The next day I got a call from Mr. Winn, who after some small talk, said “Oh, and by the way, your damn airline ball was a big topic of conversation on Air Force One yesterday, and I can tell you that Mr. Armstrong will be in Kansas City by Presidential Directive!!!!” I think I went into some form of a coma, since I could not even reply for several seconds. I know this is America, and wonderful things can happen here, but how could a lowly airline engineer get involved in a project that ultimately the President of the United States would make the final decision???? But it happened, and I thought the battle is over and everything is coming up roses.
How wrong I was!
The euphoria of the moment lasted for about an hour. Now we had to get all of the “little” things moving. Call the committee…..tell them the good news, and then go into panic mode and do all those other things needed for, what was to be a piece of cake dance. What about a proper hotel room? And airline tickets to Kansas City……from where??? I don’t even know where he will be on that day! I’ll need a limo to get him from the airport to the hotel. What about astronaut oriented table decorations that NASA was going to donate?
A very talented mechanic, Darrell Southern, said he would carve a three foot trophy depicting the evolution of aviation which we can present to Armstrong at the Ball. (It turned out to be a masterpiece and has been donated to the Smithsonian by Armstrong.) That takes care of the memento for him!
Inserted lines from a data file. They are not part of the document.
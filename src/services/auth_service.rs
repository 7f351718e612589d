use bcrypt::verify;
use chrono::{Duration, Utc};
use jsonwebtoken::{EncodingKey, Header, encode};
use sea_orm::DatabaseConnection;

use crate::db::entities::user;
use crate::db::models::UserDto;
use crate::db::services::user_service;
use crate::web::error::AppError;
use crate::web::models::{Claims, LoginRequest, LoginResponse};

/// Token lifetime; a disabled account keeps an already-issued token until it
/// expires, so this bounds the revocation lag.
const TOKEN_TTL_HOURS: i64 = 24;

pub async fn login_user(
    db: &DatabaseConnection,
    req: LoginRequest,
    jwt_secret: &str,
) -> Result<LoginResponse, AppError> {
    if req.username.is_empty() || req.password.is_empty() {
        return Err(AppError::InvalidInput(
            "username and password are required".to_string(),
        ));
    }

    let user = user_service::get_user_by_username(db, &req.username)
        .await?
        .ok_or(AppError::InvalidCredentials)?;

    if !user.is_enabled {
        return Err(AppError::InvalidCredentials);
    }

    let valid_password = verify(&req.password, &user.password_hash)
        .map_err(|e| AppError::InternalServerError(format!("password verification failed: {e}")))?;
    if !valid_password {
        return Err(AppError::InvalidCredentials);
    }

    create_jwt_for_user(&user, jwt_secret)
}

pub fn create_jwt_for_user(user: &user::Model, jwt_secret: &str) -> Result<LoginResponse, AppError> {
    let expiration = (Utc::now() + Duration::hours(TOKEN_TTL_HOURS)).timestamp() as usize;

    let claims = Claims {
        sub: user.username.clone(),
        user_id: user.id.clone(),
        role: user.role,
        exp: expiration,
    };

    let token = encode(
        &Header::default(),
        &claims,
        &EncodingKey::from_secret(jwt_secret.as_ref()),
    )
    .map_err(|e| AppError::TokenCreationError(format!("failed to sign token: {e}")))?;

    Ok(LoginResponse {
        token,
        user: UserDto::from(user.clone()),
    })
}

#[cfg(test)]
mod tests {
    use super::*;
    use crate::db::enums::UserRole;
    use jsonwebtoken::{DecodingKey, Validation, decode};
    use serde_json::json;

    fn sample_user(role: UserRole) -> user::Model {
        user::Model {
            id: "user-abc123".to_string(),
            username: "user1".to_string(),
            password_hash: "unused".to_string(),
            role,
            full_name: "John Farmer".to_string(),
            email: "user1@example.com".to_string(),
            is_enabled: true,
            permitted_station_ids: json!(["weather-1"]),
            created_at: Utc::now(),
        }
    }

    #[test]
    fn issued_token_decodes_back_to_claims() {
        let response = create_jwt_for_user(&sample_user(UserRole::User), "secret").unwrap();
        let data = decode::<Claims>(
            &response.token,
            &DecodingKey::from_secret(b"secret"),
            &Validation::default(),
        )
        .unwrap();

        assert_eq!(data.claims.sub, "user1");
        assert_eq!(data.claims.user_id, "user-abc123");
        assert_eq!(data.claims.role, UserRole::User);
        assert_eq!(response.user.permitted_station_ids, vec!["weather-1"]);
    }

    #[test]
    fn token_signed_with_other_secret_is_rejected() {
        let response = create_jwt_for_user(&sample_user(UserRole::Admin), "secret").unwrap();
        let result = decode::<Claims>(
            &response.token,
            &DecodingKey::from_secret(b"different"),
            &Validation::default(),
        );
        assert!(result.is_err());
    }
}
use chrono::Utc;
use sea_orm::{DatabaseBackend, DatabaseConnection, MockDatabase};
use serde_json::json;
use std::sync::Arc;

use wimarc::config::ServerConfig;
use wimarc::db::entities::user;
use wimarc::db::enums::UserRole;
use wimarc::services::auth_service;
use wimarc::web::create_axum_router;

/// Empty mock database; fine for requests rejected before any query runs.
#[allow(dead_code)]
pub fn mock_db() -> DatabaseConnection {
    MockDatabase::new(DatabaseBackend::Postgres).into_connection()
}

/// Builds the router over the given connection with test configuration.
#[allow(dead_code)]
pub fn create_test_app(db: DatabaseConnection) -> (axum::Router, Arc<ServerConfig>) {
    let config = Arc::new(ServerConfig::test_default());
    (create_axum_router(db, config.clone()), config)
}

#[allow(dead_code)]
pub fn test_user(
    id: &str,
    username: &str,
    role: UserRole,
    permitted: &[&str],
    password_hash: &str,
) -> user::Model {
    user::Model {
        id: id.to_string(),
        username: username.to_string(),
        password_hash: password_hash.to_string(),
        role,
        full_name: format!("{username} test"),
        email: format!("{username}@example.com"),
        is_enabled: true,
        permitted_station_ids: json!(permitted),
        created_at: Utc::now(),
    }
}

/// A signed token for the given role, as the auth middleware expects it.
#[allow(dead_code)]
pub fn create_test_jwt(id: &str, username: &str, role: UserRole, jwt_secret: &str) -> String {
    let user = test_user(id, username, role, &[], "unused");
    auth_service::create_jwt_for_user(&user, jwt_secret)
        .expect("token creation")
        .token
}
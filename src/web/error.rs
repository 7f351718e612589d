use axum::{
    Json,
    http::StatusCode,
    response::{IntoResponse, Response},
};
use thiserror::Error;

#[derive(Error, Debug)]
pub enum AppError {
    #[error("Invalid input: {0}")]
    InvalidInput(String),
    #[error("Invalid credentials")]
    InvalidCredentials,
    #[error("Forbidden: {0}")]
    Forbidden(String),
    #[error("Not Found: {0}")]
    NotFound(String),
    #[error("Conflict: {0}")]
    Conflict(String),
    #[error("Password hashing failed: {0}")]
    PasswordHashingError(String),
    #[error("JWT creation failed: {0}")]
    TokenCreationError(String),
    #[error("Database error: {0}")]
    DatabaseError(String),
    #[error("Internal server error: {0}")]
    InternalServerError(String),
}

impl IntoResponse for AppError {
    fn into_response(self) -> Response {
        let (status, error_message) = match self {
            AppError::InvalidInput(msg) => (StatusCode::BAD_REQUEST, msg),
            AppError::InvalidCredentials => {
                (StatusCode::UNAUTHORIZED, "invalid credentials".to_string())
            }
            AppError::Forbidden(msg) => (StatusCode::FORBIDDEN, msg),
            AppError::NotFound(msg) => (StatusCode::NOT_FOUND, msg),
            AppError::Conflict(msg) => (StatusCode::CONFLICT, msg),
            AppError::PasswordHashingError(msg) => (
                StatusCode::INTERNAL_SERVER_ERROR,
                format!("Password hashing error: {msg}"),
            ),
            AppError::TokenCreationError(msg) => (
                StatusCode::INTERNAL_SERVER_ERROR,
                format!("Token creation error: {msg}"),
            ),
            AppError::DatabaseError(msg) => (
                StatusCode::INTERNAL_SERVER_ERROR,
                format!("Database error: {msg}"),
            ),
            AppError::InternalServerError(msg) => (StatusCode::INTERNAL_SERVER_ERROR, msg),
        };
        (status, Json(serde_json::json!({ "error": error_message }))).into_response()
    }
}

impl From<sea_orm::DbErr> for AppError {
    fn from(err: sea_orm::DbErr) -> Self {
        AppError::DatabaseError(err.to_string())
    }
}

impl From<serde_json::Error> for AppError {
    fn from(err: serde_json::Error) -> Self {
        AppError::InternalServerError(format!("JSON serialization error: {err}"))
    }
}

/// Maps a unique-constraint violation to 409, everything else to 500.
pub fn conflict_on_unique_violation(err: sea_orm::DbErr, message: &str) -> AppError {
    if let sea_orm::DbErr::Query(sea_orm::RuntimeErr::SqlxError(sqlx_error)) = &err {
        if let sqlx::Error::Database(database_error) = sqlx_error {
            if database_error.is_unique_violation() {
                return AppError::Conflict(message.to_string());
            }
        }
    }
    AppError::DatabaseError(err.to_string())
}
We set up a Queen of the Ball contest, and asked each airline to send a representative to the TWA Training Center for the contest. We enlisted the aid of Kansas City Chiefs players Johnny Robinson, who thought he should be paid to look at pretty girls and Gerry Mays. Mays said he would look at pretty girls at no charge, and would talk to Robinson. Mays explained to Robinson that it wasn’t like getting hit by a linebacker…it was just looking at girls. Robinson capitulated!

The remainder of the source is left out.